▸ Aim of the exercise
Word for word, restate the lines from the start of the data down to the line with "Wasm128Token, row: &mut", both included.

═════ Input material

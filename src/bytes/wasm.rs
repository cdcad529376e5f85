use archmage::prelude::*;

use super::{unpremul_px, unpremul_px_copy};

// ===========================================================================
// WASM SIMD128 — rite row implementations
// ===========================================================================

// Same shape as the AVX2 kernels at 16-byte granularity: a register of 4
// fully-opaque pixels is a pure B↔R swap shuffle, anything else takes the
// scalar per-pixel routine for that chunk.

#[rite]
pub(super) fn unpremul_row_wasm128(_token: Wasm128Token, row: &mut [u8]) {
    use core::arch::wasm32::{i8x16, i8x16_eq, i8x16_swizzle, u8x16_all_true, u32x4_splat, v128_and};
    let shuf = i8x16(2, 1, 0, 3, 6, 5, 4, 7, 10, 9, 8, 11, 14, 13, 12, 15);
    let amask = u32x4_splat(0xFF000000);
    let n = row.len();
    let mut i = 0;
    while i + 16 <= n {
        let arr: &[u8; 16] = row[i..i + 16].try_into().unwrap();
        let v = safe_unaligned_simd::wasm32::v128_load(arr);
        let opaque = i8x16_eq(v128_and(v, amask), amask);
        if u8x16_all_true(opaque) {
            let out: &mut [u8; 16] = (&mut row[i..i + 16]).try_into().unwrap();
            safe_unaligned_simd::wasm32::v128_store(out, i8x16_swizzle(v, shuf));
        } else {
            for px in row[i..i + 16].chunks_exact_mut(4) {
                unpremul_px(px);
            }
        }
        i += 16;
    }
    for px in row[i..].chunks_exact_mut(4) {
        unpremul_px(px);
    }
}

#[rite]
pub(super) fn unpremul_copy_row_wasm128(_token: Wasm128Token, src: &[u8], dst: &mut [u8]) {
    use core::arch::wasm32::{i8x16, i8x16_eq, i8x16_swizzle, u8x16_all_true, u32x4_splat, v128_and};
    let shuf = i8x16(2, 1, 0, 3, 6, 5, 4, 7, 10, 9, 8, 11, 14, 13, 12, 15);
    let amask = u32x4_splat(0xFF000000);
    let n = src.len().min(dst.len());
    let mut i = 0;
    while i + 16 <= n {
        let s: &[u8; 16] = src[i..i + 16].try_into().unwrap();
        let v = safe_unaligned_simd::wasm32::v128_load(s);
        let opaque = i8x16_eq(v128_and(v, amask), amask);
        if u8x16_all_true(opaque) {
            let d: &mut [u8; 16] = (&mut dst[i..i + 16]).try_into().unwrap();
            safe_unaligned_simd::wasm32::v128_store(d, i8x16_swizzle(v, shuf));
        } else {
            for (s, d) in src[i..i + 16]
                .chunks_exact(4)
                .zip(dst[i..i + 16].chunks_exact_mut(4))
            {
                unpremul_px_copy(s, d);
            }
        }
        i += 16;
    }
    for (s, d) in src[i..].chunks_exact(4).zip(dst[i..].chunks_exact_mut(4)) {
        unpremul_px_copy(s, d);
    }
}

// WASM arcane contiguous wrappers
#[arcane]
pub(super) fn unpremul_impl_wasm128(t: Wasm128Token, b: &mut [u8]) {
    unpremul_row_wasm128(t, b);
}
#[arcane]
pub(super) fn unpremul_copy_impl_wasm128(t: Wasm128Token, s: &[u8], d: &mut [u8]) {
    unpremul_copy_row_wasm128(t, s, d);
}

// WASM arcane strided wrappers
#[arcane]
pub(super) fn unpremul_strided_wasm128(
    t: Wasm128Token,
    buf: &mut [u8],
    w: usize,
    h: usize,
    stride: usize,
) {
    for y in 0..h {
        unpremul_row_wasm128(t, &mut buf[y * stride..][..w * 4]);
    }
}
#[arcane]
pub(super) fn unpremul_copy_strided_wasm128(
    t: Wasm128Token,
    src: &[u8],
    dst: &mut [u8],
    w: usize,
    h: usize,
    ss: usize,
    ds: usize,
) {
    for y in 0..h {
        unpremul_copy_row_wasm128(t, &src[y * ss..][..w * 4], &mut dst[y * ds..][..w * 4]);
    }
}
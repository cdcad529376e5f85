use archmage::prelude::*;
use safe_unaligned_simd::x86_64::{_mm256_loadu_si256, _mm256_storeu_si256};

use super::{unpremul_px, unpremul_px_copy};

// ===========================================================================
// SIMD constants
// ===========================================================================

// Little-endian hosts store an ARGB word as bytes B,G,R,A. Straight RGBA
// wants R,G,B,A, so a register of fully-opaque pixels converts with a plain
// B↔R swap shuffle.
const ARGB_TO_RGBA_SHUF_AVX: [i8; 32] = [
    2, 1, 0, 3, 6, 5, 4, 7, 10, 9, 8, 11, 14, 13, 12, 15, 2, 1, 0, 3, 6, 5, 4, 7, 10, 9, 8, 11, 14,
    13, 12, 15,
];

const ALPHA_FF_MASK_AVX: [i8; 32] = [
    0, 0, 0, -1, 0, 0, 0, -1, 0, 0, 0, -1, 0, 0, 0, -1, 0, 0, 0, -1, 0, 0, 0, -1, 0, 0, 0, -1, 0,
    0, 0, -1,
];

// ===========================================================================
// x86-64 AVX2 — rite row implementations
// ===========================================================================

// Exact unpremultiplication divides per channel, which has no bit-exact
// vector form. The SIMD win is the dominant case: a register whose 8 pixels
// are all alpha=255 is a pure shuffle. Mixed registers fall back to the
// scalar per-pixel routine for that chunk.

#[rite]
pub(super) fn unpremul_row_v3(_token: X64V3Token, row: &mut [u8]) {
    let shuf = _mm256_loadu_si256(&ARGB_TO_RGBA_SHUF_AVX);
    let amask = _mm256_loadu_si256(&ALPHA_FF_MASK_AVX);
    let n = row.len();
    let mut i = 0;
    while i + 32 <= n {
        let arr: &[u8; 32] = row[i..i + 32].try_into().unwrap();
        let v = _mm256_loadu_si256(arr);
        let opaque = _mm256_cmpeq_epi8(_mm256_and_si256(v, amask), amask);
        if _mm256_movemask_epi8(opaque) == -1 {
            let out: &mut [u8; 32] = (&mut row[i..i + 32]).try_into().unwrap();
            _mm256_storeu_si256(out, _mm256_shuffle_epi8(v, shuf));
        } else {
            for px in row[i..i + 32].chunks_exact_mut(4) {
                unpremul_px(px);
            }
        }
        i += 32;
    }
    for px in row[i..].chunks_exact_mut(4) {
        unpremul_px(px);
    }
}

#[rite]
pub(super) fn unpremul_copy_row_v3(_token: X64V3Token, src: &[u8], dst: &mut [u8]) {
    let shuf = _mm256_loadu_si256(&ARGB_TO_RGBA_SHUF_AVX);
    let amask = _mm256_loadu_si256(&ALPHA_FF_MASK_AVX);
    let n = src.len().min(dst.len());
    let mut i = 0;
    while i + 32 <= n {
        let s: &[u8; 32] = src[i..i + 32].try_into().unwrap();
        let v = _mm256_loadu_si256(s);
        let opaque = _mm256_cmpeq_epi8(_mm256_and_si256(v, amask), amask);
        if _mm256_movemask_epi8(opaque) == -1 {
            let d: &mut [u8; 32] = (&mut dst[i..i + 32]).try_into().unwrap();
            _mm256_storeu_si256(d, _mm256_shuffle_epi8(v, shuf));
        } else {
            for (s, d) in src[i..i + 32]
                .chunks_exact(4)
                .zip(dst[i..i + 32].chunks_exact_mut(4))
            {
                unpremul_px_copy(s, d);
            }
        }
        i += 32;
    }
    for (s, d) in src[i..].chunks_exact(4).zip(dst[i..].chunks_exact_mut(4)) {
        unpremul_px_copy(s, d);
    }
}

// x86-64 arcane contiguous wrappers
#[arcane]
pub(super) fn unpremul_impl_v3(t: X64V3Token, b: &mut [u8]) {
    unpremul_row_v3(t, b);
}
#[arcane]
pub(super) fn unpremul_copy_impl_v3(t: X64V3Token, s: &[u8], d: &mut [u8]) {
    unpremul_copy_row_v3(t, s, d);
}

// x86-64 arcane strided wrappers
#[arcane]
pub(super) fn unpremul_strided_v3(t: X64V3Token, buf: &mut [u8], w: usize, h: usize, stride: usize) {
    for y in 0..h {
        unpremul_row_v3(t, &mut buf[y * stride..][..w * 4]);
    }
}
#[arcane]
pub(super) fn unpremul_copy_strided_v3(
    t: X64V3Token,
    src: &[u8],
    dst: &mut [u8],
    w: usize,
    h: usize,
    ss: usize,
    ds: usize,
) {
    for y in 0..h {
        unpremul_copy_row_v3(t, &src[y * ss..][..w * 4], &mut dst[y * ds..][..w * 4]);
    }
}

══════════

▸ Completed task
filename src/bytes/wasm.rs
repository cdcad529376e5f85
use archmage::prelude::*;

use super::{unpremul_px, unpremul_px_copy};

// ===========================================================================
// WASM SIMD128 — rite row implementations
// ===========================================================================

// Same shape as the AVX2 kernels at 16-byte granularity: a register of 4
// fully-opaque pixels is a pure B↔R swap shuffle, anything else takes the
// scalar per-pixel routine for that chunk.

#[rite]
pub(super) fn unpremul_row_wasm128(_token: Wasm128Token, row: &mut [u8]) {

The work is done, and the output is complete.